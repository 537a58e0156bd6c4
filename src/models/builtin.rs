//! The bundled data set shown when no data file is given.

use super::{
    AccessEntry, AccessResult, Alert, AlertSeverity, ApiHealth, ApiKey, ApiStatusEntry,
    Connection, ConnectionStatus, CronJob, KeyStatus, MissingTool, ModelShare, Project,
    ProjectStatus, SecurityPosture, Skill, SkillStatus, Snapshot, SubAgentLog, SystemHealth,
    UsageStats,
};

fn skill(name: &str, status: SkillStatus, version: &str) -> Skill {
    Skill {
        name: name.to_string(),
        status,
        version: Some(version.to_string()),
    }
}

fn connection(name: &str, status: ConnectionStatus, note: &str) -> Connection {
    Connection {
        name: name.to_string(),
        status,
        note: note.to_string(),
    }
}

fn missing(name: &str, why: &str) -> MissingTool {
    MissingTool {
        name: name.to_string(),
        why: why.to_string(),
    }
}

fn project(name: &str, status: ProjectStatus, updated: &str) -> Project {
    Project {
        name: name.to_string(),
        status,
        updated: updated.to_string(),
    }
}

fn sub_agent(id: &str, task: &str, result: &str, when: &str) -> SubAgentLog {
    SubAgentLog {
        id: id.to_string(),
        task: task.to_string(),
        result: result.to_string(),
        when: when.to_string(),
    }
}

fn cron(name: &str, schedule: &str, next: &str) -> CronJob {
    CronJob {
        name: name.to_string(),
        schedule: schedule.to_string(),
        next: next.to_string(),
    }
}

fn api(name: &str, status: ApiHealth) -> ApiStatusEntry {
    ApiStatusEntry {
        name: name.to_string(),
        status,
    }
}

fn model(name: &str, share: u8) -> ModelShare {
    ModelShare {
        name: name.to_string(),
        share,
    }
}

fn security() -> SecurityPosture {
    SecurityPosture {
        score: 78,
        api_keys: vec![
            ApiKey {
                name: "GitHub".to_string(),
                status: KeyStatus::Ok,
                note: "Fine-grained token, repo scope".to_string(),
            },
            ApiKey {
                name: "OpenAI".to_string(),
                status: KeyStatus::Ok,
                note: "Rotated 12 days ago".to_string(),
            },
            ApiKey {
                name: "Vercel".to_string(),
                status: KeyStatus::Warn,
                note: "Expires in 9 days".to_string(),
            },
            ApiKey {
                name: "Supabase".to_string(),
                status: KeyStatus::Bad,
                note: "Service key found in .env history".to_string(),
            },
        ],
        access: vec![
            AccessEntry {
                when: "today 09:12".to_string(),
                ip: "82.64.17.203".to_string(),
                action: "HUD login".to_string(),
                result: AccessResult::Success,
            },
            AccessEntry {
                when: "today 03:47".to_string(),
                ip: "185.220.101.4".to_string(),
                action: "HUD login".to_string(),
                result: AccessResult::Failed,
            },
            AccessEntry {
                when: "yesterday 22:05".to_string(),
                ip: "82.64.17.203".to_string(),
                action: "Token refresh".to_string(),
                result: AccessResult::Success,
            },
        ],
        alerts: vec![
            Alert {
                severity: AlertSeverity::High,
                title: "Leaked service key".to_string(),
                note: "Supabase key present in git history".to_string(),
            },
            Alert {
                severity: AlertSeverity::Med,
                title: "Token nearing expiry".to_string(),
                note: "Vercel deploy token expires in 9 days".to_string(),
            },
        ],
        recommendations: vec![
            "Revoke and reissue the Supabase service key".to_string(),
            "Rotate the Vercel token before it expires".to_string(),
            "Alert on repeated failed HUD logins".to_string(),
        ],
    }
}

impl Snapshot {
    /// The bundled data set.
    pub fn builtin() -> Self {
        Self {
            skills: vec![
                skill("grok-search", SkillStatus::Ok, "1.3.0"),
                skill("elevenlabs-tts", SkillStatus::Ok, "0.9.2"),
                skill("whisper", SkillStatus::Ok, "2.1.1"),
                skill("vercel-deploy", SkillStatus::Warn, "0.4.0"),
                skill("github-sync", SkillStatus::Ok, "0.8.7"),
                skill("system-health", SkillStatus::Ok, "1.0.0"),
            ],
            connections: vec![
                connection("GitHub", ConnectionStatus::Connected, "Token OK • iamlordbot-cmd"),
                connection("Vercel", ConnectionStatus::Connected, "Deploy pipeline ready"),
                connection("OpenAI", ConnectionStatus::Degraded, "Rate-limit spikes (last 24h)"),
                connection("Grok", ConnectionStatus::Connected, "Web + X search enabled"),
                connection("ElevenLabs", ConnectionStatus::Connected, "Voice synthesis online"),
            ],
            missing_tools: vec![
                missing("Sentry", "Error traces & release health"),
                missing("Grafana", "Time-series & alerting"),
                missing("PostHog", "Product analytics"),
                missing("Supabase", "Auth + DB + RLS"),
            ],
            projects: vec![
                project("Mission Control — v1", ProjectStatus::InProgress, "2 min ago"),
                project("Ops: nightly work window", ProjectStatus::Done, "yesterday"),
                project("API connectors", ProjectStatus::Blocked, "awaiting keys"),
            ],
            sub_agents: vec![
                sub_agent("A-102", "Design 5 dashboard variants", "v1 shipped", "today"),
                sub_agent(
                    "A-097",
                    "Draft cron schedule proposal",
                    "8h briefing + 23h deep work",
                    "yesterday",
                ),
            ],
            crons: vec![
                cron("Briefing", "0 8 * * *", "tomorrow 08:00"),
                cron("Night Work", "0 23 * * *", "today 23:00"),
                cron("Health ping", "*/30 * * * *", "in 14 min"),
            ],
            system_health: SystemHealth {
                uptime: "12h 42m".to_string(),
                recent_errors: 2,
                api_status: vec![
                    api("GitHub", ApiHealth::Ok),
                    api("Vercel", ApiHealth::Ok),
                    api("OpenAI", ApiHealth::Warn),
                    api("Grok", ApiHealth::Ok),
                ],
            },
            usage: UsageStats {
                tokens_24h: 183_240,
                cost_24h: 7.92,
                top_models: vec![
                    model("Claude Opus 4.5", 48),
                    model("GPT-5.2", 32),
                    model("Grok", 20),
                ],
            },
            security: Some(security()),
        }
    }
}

What needs to be done: Copy the material above so that it matches line for line.

Written solution:
repository 537a58e0156bd6c4
filename src/models/builtin.rs
//! The bundled data set shown when no data file is given.

use super::{
    AccessEntry, AccessResult, Alert, AlertSeverity, ApiHealth, ApiKey, ApiStatusEntry,
    Connection, ConnectionStatus, CronJob, KeyStatus, MissingTool, ModelShare, Project,
    ProjectStatus, SecurityPosture, Skill, SkillStatus, Snapshot, SubAgentLog, SystemHealth,
    UsageStats,
};

fn skill(name: &str, status: SkillStatus, version: &str) -> Skill {
    Skill {
        name: name.to_string(),
        status,
        version: Some(version.to_string()),
    }
}

fn connection(name: &str, status: ConnectionStatus, note: &str) -> Connection {
    Connection {
        name: name.to_string(),
        status,
        note: note.to_string(),
    }
}

fn missing(name: &str, why: &str) -> MissingTool {
    MissingTool {
        name: name.to_string(),
        why: why.to_string(),
    }
}

fn project(name: &str, status: ProjectStatus, updated: &str) -> Project {
    Project {
        name: name.to_string(),
        status,
        updated: updated.to_string(),
    }
}

fn sub_agent(id: &str, task: &str, result: &str, when: &str) -> SubAgentLog {
    SubAgentLog {
        id: id.to_string(),
        task: task.to_string(),
        result: result.to_string(),
        when: when.to_string(),
    }
}

fn cron(name: &str, schedule: &str, next: &str) -> CronJob {
    CronJob {
        name: name.to_string(),
        schedule: schedule.to_string(),
        next: next.to_string(),
    }
}

fn api(name: &str, status: ApiHealth) -> ApiStatusEntry {
    ApiStatusEntry {
        name: name.to_string(),
        status,
    }
}

fn model(name: &str, share: u8) -> ModelShare {
    ModelShare {
        name: name.to_string(),
        share,
    }
}

fn security() -> SecurityPosture {
    SecurityPosture {
        score: 78,
        api_keys: vec![
            ApiKey {
                name: "GitHub".to_string(),
                status: KeyStatus::Ok,
                note: "Fine-grained token, repo scope".to_string(),
            },
            ApiKey {
                name: "OpenAI".to_string(),
                status: KeyStatus::Ok,
                note: "Rotated 12 days ago".to_string(),
            },
            ApiKey {
                name: "Vercel".to_string(),
                status: KeyStatus::Warn,
                note: "Expires in 9 days".to_string(),
            },
            ApiKey {
                name: "Supabase".to_string(),
                status: KeyStatus::Bad,
                note: "Service key found in .env history".to_string(),
            },
        ],
        access: vec![
            AccessEntry {
                when: "today 09:12".to_string(),
                ip: "82.64.17.203".to_string(),
                action: "HUD login".to_string(),
                result: AccessResult::Success,
            },
            AccessEntry {
                when: "today 03:47".to_string(),
                ip: "185.220.101.4".to_string(),
                action: "HUD login".to_string(),
                result: AccessResult::Failed,
            },
            AccessEntry {
                when: "yesterday 22:05".to_string(),
                ip: "82.64.17.203".to_string(),
                action: "Token refresh".to_string(),
                result: AccessResult::Success,
            },
        ],
        alerts: vec![
            Alert {
                severity: AlertSeverity::High,
                title: "Leaked service key".to_string(),
                note: "Supabase key present in git history".to_string(),
            },
            Alert {
                severity: AlertSeverity::Med,
                title: "Token nearing expiry".to_string(),
                note: "Vercel deploy token expires in 9 days".to_string(),
            },
        ],
        recommendations: vec![
            "Revoke and reissue the Supabase service key".to_string(),
            "Rotate the Vercel token before it expires".to_string(),
            "Alert on repeated failed HUD logins".to_string(),
        ],
    }
}

impl Snapshot {
    /// The bundled data set.
    pub fn builtin() -> Self {
        Self {
            skills: vec![
                skill("grok-search", SkillStatus::Ok, "1.3.0"),
                skill("elevenlabs-tts", SkillStatus::Ok, "0.9.2"),
                skill("whisper", SkillStatus::Ok, "2.1.1"),
                skill("vercel-deploy", SkillStatus::Warn, "0.4.0"),
                skill("github-sync", SkillStatus::Ok, "0.8.7"),
                skill("system-health", SkillStatus::Ok, "1.0.0"),
            ],
            connections: vec![
                connection("GitHub", ConnectionStatus::Connected, "Token OK • iamlordbot-cmd"),
                connection("Vercel", ConnectionStatus::Connected, "Deploy pipeline ready"),
                connection("OpenAI", ConnectionStatus::Degraded, "Rate-limit spikes (last 24h)"),
                connection("Grok", ConnectionStatus::Connected, "Web + X search enabled"),
                connection("ElevenLabs", ConnectionStatus::Connected, "Voice synthesis online"),
            ],
            missing_tools: vec![
                missing("Sentry", "Error traces & release health"),
                missing("Grafana", "Time-series & alerting"),
                missing("PostHog", "Product analytics"),
                missing("Supabase", "Auth + DB + RLS"),
            ],
            projects: vec![
                project("Mission Control — v1", ProjectStatus::InProgress, "2 min ago"),
                project("Ops: nightly work window", ProjectStatus::Done, "yesterday"),
                project("API connectors", ProjectStatus::Blocked, "awaiting keys"),
            ],
            sub_agents: vec![
                sub_agent("A-102", "Design 5 dashboard variants", "v1 shipped", "today"),
                sub_agent(
                    "A-097",
                    "Draft cron schedule proposal",
                    "8h briefing + 23h deep work",
                    "yesterday",
                ),
            ],
            crons: vec![
                cron("Briefing", "0 8 * * *", "tomorrow 08:00"),
                cron("Night Work", "0 23 * * *", "today 23:00"),
                cron("Health ping", "*/30 * * * *", "in 14 min"),
            ],
            system_health: SystemHealth {
                uptime: "12h 42m".to_string(),
                recent_errors: 2,
                api_status: vec![
                    api("GitHub", ApiHealth::Ok),
                    api("Vercel", ApiHealth::Ok),
                    api("OpenAI", ApiHealth::Warn),
                    api("Grok", ApiHealth::Ok),
                ],
            },
            usage: UsageStats {
                tokens_24h: 183_240,
                cost_24h: 7.92,
                top_models: vec![
                    model("Claude Opus 4.5", 48),
                    model("GPT-5.2", 32),
                    model("Grok", 20),
                ],
            },
            security: Some(security()),
        }
    }
}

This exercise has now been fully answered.